§ **About this task**
Look through the data below. Pick out the lines holding the string "connections".

─── Available records

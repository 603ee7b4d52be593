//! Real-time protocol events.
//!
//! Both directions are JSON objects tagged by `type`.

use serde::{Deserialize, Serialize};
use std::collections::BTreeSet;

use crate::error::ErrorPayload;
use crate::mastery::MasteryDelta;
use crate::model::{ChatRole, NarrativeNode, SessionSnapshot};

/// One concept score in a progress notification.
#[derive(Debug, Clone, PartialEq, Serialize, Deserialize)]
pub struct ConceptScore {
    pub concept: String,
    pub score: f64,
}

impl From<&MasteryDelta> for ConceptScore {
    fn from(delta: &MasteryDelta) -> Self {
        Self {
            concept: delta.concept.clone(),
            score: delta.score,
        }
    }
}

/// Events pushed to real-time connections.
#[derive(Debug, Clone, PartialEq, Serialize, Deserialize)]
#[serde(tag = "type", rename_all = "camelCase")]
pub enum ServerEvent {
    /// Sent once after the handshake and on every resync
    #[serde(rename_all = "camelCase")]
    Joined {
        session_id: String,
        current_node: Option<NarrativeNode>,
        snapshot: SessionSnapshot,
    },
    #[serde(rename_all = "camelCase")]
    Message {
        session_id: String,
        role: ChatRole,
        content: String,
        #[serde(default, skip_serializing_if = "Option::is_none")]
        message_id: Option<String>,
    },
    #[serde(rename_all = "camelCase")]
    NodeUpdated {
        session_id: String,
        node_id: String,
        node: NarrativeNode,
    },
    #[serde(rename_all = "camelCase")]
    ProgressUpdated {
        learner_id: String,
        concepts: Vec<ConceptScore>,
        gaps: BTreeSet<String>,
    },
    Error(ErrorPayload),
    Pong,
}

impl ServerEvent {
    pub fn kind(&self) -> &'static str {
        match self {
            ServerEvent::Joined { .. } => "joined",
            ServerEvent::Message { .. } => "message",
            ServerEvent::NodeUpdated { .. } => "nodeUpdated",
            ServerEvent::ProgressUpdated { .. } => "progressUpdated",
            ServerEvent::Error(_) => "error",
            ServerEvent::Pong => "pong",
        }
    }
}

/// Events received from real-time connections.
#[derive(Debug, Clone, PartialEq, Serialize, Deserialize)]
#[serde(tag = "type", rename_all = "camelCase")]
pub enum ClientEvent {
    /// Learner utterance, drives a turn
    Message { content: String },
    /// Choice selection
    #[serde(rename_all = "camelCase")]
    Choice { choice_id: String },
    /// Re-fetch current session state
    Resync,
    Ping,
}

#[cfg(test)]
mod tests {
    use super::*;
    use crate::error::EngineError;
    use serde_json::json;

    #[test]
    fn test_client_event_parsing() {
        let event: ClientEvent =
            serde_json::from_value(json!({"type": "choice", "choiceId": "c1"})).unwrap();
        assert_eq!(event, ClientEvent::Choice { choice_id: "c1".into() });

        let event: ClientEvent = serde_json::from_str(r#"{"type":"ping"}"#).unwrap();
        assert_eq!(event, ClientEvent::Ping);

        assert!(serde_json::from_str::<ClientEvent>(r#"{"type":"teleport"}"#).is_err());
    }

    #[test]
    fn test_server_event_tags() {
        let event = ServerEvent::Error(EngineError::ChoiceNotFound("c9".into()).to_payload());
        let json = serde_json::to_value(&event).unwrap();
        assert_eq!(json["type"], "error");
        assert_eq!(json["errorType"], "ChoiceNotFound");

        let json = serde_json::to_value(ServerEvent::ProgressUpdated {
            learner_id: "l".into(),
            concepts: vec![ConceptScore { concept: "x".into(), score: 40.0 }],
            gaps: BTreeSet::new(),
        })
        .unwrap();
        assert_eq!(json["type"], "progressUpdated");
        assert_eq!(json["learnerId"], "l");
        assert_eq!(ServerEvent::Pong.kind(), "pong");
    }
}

──────
─── Available records

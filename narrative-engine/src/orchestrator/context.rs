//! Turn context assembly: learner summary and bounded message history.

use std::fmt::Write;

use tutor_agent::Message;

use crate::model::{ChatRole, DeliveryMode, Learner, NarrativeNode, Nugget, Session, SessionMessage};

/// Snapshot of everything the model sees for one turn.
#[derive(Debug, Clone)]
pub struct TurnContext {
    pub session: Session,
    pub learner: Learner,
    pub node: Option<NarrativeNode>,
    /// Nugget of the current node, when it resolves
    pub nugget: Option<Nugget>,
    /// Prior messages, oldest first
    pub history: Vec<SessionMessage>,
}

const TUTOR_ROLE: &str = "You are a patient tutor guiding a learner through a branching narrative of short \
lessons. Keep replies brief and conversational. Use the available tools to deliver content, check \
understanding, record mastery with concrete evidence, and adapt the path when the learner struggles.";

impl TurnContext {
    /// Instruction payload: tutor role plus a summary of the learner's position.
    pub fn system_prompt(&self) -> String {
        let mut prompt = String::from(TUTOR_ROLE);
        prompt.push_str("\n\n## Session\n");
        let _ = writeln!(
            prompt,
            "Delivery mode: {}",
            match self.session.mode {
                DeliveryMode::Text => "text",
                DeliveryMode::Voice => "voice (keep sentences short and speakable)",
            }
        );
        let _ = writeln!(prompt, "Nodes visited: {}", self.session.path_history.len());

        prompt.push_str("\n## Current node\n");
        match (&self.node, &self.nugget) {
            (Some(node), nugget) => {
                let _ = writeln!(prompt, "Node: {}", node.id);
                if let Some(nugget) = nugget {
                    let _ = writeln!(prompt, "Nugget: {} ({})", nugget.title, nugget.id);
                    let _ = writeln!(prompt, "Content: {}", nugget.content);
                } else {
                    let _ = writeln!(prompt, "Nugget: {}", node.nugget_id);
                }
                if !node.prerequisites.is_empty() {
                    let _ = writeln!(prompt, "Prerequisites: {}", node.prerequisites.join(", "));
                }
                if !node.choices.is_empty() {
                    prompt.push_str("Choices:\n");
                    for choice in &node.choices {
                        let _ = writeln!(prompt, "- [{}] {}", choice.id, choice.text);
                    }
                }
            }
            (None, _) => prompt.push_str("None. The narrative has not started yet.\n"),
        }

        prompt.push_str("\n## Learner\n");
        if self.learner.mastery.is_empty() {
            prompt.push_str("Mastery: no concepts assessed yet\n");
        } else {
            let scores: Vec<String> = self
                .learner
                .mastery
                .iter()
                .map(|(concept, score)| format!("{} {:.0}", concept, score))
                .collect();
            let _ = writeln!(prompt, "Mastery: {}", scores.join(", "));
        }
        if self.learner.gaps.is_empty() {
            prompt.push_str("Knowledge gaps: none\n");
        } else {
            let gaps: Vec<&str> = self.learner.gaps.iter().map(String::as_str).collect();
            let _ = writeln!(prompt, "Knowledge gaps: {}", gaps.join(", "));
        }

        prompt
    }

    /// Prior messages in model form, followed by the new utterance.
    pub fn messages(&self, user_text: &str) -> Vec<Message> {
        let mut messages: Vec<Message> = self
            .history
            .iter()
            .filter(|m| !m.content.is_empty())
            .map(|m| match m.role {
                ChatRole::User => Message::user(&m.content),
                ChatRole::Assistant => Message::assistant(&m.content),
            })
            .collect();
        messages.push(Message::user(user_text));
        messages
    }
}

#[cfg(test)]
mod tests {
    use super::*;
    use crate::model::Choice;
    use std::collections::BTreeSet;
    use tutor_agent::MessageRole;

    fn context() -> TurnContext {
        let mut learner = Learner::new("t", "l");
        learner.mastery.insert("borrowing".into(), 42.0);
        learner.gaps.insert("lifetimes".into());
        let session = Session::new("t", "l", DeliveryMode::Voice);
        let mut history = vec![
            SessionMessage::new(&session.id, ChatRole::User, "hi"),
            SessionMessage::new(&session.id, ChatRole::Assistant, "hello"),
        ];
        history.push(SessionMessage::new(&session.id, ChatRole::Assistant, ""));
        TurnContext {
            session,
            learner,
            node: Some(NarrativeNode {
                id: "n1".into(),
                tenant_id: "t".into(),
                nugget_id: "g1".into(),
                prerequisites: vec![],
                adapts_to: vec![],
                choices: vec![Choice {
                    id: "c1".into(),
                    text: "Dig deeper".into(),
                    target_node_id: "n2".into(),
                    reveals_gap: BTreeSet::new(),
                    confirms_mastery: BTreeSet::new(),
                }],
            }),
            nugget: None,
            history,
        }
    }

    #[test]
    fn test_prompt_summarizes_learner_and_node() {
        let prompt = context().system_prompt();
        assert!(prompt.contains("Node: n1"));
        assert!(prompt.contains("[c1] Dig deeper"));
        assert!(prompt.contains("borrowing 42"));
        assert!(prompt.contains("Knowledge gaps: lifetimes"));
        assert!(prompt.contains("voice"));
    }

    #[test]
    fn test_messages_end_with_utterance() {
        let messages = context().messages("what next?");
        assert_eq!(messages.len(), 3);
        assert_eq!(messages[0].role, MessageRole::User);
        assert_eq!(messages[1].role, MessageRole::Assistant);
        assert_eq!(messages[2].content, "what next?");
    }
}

──────
─── Available records

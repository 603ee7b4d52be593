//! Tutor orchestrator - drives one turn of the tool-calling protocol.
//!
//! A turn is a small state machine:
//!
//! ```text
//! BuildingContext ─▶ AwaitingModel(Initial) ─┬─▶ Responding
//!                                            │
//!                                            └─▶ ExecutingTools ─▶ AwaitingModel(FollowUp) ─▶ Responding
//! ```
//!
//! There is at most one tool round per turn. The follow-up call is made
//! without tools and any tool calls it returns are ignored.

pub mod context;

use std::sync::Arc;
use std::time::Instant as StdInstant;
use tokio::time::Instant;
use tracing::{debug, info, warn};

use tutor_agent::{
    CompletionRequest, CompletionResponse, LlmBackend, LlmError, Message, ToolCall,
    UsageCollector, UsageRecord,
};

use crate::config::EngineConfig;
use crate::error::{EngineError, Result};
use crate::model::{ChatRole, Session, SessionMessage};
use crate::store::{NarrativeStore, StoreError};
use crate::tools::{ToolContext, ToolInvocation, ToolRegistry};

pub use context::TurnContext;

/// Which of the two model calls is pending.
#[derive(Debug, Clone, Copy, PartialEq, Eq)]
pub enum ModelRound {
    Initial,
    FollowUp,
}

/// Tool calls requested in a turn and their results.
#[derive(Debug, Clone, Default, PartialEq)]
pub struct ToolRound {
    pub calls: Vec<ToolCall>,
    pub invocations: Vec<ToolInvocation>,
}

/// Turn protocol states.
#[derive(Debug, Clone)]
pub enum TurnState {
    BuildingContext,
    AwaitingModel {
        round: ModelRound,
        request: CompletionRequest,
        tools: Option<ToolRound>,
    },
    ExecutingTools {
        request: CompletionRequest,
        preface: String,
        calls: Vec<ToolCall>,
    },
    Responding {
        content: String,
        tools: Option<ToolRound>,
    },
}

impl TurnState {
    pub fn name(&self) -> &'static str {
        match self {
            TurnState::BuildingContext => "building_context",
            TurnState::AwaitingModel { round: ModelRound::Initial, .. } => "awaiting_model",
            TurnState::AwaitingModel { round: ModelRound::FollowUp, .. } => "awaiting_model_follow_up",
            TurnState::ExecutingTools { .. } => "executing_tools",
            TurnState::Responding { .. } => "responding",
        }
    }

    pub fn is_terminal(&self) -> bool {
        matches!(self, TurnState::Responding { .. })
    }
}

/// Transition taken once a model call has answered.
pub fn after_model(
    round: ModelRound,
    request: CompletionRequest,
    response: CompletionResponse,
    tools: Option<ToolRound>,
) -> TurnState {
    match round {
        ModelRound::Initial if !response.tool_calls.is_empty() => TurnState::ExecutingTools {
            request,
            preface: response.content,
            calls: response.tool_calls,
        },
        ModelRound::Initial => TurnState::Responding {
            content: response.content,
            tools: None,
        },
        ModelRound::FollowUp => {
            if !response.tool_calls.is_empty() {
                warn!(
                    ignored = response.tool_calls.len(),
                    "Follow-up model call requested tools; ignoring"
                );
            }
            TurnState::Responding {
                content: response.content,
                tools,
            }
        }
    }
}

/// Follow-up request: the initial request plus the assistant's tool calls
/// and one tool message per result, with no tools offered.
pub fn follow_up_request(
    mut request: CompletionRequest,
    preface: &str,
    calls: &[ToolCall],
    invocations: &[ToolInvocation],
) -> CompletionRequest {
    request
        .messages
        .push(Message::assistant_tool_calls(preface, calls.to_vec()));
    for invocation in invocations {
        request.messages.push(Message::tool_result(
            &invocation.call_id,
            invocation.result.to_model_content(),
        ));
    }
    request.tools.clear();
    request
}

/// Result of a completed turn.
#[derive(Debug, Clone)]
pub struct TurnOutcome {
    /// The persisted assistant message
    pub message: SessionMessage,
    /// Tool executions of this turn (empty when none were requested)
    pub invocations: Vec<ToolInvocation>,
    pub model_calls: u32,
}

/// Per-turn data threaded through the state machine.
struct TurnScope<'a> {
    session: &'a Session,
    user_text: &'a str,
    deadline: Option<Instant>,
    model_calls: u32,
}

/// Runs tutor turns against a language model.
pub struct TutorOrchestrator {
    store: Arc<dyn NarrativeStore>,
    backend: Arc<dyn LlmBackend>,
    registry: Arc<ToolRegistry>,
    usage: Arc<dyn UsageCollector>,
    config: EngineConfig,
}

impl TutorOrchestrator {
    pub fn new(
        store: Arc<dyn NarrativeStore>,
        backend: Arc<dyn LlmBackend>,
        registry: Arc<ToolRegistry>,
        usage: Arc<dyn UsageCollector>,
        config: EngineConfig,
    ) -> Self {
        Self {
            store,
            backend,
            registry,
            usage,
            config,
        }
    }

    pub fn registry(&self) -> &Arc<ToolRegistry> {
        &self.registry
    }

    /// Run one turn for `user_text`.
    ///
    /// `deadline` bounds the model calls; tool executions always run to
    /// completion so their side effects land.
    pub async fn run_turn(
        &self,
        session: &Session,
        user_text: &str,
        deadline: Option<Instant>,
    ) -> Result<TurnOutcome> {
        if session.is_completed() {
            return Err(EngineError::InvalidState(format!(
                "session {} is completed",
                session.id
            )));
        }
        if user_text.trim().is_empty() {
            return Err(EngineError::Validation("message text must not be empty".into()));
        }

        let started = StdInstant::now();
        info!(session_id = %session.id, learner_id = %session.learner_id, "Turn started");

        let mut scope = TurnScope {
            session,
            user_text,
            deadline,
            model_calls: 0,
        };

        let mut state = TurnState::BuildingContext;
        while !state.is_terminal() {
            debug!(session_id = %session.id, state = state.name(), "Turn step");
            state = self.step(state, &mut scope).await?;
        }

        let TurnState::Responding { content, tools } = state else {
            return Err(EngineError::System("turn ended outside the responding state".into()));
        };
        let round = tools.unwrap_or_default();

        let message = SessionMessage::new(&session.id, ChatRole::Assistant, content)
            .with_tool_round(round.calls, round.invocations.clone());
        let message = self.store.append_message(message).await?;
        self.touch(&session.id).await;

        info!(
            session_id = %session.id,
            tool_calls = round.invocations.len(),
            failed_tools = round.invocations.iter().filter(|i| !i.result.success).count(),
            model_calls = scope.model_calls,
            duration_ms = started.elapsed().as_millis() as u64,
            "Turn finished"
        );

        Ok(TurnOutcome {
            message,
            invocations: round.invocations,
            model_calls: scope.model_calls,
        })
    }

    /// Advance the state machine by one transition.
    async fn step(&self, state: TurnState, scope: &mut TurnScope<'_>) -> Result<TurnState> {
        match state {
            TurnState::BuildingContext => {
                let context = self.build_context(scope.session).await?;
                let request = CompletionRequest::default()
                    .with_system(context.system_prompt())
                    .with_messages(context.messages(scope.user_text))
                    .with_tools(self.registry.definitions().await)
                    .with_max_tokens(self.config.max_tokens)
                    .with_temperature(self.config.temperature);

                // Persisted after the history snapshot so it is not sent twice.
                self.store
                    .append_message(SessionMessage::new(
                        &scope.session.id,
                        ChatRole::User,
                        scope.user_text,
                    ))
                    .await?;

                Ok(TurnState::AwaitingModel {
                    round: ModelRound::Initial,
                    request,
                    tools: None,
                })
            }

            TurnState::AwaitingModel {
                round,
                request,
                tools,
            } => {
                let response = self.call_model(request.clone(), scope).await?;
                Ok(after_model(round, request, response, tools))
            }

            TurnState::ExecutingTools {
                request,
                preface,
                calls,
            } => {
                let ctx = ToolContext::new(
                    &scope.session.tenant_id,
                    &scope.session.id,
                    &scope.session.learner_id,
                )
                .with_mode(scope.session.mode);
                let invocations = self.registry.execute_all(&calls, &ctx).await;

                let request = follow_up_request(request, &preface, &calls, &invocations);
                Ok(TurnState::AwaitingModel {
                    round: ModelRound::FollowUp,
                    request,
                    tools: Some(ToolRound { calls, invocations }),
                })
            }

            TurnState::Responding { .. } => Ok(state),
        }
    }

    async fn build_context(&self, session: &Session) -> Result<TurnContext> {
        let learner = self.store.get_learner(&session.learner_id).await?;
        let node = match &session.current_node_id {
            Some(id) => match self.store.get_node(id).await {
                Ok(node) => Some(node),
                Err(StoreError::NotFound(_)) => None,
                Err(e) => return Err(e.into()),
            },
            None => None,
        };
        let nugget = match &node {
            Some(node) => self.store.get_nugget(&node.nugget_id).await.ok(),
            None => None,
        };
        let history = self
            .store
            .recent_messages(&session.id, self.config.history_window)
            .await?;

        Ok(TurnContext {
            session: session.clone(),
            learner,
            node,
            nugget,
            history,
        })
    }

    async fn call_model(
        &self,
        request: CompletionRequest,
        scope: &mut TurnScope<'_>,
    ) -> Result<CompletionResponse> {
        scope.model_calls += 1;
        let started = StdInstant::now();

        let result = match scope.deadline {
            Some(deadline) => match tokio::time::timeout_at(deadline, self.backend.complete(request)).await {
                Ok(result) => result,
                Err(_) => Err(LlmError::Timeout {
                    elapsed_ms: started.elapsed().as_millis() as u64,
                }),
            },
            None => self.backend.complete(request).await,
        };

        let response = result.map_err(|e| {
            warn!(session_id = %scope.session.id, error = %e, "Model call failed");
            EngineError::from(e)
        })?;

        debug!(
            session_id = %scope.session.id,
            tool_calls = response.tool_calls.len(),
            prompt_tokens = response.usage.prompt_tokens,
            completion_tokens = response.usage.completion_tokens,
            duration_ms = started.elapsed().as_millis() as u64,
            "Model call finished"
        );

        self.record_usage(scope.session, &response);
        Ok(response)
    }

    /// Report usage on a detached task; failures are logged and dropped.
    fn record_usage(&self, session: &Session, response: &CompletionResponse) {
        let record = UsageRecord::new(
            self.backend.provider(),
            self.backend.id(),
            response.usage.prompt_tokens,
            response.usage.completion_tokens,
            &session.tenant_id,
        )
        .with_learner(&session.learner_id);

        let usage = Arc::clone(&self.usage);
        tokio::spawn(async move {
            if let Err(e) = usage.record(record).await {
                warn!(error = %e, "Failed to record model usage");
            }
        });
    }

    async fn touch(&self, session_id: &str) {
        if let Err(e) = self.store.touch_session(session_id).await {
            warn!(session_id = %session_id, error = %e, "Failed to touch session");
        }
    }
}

──────

§ **Exercise answer**
/// Events pushed to real-time connections.
/// Events received from real-time connections.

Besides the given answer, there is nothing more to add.